#### WHAT YOU HAVE TO DO:
Return the following from the records below: each line, word for word, starting with the line that contains "filename src/extraction.rs" and going on through the line that contains "first match wins)", with nothing outside that range.

++++ DATA UNDER STUDY

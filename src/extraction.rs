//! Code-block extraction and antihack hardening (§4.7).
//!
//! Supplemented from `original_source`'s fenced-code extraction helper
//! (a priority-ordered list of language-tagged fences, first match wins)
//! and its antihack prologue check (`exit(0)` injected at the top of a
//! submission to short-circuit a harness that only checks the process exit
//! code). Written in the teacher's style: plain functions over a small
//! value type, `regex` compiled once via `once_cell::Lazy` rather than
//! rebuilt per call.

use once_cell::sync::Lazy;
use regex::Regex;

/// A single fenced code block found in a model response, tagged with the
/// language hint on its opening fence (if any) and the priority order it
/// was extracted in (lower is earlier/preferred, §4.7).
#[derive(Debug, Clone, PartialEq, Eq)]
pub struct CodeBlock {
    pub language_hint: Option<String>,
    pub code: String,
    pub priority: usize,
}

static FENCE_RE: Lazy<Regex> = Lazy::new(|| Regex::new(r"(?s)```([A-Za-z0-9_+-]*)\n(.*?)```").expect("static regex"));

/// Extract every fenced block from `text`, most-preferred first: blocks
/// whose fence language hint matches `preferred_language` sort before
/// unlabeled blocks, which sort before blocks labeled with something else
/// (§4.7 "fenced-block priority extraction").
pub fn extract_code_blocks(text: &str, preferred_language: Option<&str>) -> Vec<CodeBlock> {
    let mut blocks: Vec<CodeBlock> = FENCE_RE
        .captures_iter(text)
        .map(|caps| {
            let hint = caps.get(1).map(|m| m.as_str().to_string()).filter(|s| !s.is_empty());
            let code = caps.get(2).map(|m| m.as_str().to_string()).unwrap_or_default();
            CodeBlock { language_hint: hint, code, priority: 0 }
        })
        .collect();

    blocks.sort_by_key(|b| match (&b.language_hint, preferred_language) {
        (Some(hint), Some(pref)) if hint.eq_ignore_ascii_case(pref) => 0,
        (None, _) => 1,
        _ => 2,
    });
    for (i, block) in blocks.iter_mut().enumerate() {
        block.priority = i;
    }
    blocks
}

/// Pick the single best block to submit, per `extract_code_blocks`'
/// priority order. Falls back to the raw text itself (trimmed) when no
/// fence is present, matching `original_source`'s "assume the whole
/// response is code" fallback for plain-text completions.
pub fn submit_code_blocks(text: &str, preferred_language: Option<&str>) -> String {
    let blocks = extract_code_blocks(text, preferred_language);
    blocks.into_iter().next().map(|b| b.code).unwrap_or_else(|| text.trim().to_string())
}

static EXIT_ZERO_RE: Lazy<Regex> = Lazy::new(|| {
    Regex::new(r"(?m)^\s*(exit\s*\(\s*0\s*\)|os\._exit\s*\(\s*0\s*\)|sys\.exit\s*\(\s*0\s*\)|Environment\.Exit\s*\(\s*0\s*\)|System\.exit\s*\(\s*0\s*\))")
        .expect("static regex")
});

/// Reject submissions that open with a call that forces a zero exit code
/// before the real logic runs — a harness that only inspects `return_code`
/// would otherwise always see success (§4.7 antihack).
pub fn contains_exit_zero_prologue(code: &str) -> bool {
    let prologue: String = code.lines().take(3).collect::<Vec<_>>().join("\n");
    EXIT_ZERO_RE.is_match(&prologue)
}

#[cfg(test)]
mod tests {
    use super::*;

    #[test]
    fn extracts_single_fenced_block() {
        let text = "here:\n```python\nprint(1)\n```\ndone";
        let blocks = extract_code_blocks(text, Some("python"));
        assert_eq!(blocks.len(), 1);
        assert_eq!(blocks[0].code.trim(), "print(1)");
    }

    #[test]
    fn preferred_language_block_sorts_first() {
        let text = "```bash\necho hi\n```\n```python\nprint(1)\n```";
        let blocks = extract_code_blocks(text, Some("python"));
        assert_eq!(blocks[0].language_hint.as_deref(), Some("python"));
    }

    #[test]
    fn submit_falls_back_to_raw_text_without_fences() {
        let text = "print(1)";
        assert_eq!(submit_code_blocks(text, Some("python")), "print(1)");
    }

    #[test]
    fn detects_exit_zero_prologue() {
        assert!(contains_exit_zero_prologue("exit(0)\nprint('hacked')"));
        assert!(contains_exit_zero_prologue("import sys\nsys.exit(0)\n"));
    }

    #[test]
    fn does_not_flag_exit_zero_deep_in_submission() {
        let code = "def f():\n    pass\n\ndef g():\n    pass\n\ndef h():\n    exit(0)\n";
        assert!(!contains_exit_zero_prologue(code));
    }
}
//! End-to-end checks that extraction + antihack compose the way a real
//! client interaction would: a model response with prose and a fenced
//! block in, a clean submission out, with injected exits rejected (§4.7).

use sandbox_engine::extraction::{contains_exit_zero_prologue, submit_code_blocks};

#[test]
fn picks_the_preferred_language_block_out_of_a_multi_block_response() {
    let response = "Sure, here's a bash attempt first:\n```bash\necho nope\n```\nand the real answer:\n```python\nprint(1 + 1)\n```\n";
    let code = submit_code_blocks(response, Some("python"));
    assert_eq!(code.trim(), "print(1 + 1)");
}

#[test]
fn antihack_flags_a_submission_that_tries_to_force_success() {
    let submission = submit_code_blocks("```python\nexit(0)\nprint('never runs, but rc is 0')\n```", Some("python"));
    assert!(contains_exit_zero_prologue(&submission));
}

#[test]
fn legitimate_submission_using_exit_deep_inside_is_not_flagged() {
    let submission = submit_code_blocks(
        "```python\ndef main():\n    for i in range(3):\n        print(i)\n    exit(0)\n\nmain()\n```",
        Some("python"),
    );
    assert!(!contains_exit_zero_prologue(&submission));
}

++++++++
++++ DATA UNDER STUDY

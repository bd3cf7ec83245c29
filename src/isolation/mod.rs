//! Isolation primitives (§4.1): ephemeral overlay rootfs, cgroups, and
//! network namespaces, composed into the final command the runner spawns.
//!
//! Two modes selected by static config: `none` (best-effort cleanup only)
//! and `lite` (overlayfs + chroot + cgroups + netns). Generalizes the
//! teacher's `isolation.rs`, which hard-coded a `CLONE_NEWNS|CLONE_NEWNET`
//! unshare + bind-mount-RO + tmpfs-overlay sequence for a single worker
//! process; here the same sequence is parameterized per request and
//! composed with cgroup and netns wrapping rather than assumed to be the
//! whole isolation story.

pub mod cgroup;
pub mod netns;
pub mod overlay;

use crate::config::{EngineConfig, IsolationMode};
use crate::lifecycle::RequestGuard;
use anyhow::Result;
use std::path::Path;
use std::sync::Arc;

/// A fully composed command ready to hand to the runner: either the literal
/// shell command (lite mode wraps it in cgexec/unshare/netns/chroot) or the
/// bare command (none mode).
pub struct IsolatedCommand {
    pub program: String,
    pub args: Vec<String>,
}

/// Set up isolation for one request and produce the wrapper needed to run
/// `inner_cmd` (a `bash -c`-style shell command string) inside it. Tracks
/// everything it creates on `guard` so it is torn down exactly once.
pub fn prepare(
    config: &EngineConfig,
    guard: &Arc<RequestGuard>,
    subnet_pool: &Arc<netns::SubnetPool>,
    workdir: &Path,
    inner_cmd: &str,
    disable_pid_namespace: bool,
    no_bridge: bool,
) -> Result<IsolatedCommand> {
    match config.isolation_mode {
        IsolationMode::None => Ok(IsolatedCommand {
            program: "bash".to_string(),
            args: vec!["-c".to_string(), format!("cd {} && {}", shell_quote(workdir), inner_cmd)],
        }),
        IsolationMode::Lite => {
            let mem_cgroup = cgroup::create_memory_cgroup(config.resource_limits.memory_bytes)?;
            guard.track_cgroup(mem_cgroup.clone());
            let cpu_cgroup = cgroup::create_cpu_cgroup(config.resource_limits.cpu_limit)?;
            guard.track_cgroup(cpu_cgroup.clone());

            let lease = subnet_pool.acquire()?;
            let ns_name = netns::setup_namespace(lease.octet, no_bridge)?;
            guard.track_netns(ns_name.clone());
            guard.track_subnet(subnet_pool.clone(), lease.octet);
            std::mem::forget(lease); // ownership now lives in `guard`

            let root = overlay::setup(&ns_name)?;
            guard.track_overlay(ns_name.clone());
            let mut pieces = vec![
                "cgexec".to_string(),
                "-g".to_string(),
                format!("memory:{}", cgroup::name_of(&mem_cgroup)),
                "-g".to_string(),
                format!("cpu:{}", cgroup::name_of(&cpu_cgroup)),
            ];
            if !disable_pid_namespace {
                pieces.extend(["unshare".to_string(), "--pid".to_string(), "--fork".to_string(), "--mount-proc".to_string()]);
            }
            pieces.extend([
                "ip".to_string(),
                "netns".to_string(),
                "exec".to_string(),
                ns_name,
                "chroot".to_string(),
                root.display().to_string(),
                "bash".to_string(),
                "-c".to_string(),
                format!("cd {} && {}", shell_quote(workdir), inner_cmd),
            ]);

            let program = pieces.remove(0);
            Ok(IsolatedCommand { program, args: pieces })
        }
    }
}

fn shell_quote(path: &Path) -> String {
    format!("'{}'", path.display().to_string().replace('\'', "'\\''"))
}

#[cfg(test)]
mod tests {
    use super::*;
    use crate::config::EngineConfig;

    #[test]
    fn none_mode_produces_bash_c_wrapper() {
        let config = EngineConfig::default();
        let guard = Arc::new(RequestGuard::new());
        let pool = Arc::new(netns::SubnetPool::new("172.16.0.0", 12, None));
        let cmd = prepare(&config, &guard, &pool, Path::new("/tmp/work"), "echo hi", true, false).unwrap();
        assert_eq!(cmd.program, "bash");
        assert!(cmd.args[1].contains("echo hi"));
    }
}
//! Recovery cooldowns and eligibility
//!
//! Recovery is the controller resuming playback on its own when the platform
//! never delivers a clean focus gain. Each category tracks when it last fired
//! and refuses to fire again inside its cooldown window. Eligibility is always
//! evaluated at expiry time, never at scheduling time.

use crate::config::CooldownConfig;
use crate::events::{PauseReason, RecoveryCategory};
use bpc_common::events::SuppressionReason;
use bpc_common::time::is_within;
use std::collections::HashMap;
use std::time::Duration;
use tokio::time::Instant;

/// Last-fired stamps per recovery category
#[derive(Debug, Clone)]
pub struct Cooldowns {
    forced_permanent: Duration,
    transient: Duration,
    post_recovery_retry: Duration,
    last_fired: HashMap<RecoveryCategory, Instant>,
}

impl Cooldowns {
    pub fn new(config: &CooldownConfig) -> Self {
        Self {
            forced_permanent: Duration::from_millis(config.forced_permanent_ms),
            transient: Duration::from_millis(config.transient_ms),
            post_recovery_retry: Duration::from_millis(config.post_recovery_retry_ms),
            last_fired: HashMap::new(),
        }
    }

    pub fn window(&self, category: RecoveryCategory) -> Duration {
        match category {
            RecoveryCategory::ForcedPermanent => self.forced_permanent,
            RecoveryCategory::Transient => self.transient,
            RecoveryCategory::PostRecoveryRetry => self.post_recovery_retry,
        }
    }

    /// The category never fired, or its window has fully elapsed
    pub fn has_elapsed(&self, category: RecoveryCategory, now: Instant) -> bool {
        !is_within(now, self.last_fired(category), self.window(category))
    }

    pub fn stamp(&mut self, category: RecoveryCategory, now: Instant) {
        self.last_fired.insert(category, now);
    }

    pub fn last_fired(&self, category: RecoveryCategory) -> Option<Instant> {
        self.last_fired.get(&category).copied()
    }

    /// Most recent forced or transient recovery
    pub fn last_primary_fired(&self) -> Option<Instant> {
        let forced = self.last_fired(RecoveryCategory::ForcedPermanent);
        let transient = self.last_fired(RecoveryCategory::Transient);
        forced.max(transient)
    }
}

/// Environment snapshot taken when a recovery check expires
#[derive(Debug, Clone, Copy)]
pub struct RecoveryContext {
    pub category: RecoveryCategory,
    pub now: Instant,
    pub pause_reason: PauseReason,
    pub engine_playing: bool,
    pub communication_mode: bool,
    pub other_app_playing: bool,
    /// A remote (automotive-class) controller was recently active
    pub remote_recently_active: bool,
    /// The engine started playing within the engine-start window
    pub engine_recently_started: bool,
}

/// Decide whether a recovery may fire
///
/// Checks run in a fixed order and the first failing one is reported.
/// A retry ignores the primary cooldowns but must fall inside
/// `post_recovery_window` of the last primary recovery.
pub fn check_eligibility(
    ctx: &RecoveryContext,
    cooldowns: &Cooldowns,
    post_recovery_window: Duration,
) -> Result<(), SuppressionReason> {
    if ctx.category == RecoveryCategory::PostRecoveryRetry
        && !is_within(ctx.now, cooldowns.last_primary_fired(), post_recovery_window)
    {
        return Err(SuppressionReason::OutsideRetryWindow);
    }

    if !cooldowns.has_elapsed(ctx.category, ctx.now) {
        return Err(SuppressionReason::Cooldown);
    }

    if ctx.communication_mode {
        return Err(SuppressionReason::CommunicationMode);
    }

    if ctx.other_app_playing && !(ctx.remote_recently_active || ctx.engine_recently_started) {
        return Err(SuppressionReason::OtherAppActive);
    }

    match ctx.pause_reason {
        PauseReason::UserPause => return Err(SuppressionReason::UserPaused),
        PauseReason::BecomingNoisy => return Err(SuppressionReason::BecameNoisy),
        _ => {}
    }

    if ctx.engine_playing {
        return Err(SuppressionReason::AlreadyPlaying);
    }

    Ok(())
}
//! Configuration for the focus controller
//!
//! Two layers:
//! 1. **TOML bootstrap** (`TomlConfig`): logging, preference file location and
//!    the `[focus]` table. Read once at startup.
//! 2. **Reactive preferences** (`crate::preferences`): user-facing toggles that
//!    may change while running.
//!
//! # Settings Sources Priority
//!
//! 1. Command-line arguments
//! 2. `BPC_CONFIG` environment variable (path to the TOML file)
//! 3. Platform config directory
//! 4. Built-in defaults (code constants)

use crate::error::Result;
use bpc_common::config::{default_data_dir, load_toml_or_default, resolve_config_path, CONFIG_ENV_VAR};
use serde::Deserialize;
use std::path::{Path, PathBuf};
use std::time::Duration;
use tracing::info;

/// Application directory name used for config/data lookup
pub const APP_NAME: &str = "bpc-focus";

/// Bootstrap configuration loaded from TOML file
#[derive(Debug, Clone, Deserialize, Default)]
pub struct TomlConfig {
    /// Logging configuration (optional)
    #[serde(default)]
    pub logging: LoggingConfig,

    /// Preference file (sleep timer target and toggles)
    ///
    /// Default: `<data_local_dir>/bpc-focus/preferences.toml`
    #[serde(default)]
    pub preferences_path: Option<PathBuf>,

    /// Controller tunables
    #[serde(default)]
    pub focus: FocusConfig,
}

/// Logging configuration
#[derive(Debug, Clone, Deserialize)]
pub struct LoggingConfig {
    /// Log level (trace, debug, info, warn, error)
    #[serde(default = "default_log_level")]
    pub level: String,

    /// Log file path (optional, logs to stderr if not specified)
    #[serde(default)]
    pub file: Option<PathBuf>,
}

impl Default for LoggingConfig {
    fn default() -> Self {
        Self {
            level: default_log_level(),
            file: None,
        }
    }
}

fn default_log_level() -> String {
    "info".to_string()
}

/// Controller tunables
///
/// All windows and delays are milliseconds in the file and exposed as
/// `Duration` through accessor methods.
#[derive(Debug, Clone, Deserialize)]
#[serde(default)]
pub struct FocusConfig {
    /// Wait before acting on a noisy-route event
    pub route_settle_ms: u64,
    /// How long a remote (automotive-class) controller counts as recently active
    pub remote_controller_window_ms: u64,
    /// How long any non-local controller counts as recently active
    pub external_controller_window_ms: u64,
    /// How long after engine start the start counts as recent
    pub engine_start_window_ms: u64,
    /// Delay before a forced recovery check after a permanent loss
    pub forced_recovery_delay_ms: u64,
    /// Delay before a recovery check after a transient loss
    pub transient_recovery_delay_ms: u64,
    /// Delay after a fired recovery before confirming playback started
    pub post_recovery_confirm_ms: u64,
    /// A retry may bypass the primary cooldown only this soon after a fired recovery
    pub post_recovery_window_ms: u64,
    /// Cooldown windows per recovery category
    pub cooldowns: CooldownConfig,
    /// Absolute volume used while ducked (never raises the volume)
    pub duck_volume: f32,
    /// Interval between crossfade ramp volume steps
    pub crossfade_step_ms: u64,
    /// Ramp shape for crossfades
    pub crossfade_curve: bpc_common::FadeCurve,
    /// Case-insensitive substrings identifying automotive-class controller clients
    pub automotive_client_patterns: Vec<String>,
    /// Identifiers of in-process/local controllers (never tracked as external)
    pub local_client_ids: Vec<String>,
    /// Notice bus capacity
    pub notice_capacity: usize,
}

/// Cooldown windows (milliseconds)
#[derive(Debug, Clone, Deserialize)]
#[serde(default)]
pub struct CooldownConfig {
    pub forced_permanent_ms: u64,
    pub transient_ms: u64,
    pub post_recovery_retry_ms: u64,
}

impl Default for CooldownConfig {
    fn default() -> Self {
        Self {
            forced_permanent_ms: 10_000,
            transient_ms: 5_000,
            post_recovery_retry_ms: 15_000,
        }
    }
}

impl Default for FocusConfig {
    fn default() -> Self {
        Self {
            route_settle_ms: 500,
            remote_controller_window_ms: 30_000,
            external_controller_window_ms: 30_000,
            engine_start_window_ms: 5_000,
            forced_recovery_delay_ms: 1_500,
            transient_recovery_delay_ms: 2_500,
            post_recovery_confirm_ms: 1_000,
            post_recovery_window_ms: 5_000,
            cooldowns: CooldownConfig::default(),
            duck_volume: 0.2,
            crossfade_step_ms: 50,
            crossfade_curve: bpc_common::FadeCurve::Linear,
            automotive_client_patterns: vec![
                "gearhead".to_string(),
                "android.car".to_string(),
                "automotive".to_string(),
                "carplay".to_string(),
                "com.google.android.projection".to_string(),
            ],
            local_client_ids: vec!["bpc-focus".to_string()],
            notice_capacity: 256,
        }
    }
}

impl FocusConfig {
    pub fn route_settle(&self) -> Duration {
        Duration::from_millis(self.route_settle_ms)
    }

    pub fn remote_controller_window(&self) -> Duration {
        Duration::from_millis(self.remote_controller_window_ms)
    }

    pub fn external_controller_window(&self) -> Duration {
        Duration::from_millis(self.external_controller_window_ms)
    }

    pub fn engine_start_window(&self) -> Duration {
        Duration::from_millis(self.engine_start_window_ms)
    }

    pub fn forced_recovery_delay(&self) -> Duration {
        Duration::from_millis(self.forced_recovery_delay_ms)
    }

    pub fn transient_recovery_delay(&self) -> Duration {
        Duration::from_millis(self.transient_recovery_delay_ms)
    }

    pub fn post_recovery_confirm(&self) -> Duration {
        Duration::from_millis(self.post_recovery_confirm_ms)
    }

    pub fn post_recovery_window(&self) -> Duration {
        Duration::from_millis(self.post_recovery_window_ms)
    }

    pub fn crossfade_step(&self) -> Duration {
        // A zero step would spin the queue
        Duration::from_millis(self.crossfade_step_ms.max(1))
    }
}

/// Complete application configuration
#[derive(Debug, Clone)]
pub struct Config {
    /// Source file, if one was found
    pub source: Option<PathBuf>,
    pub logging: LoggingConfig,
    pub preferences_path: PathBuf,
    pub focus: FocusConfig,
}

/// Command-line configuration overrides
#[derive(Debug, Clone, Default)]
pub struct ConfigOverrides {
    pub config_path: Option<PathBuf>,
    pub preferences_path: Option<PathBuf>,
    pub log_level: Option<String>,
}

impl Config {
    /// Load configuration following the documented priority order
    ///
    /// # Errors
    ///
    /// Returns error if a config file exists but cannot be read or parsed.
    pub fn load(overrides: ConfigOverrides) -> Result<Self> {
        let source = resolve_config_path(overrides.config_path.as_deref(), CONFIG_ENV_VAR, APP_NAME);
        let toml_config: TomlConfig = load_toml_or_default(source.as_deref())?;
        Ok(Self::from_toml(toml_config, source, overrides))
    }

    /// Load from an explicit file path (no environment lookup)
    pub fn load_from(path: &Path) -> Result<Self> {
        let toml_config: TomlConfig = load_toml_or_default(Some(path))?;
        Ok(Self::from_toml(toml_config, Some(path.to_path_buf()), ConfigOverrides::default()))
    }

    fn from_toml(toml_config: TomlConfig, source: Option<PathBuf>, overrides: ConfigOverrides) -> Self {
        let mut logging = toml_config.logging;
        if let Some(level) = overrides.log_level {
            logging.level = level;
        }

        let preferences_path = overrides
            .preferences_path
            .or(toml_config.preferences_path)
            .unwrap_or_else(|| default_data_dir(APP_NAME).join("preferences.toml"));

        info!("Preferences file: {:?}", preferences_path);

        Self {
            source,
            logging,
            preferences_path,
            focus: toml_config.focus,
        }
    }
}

++++++++

#### ANSWER:
filename src/extraction.rs
//! Code-block extraction and antihack hardening (§4.7).
//!
//! Supplemented from `original_source`'s fenced-code extraction helper
//! (a priority-ordered list of language-tagged fences, first match wins)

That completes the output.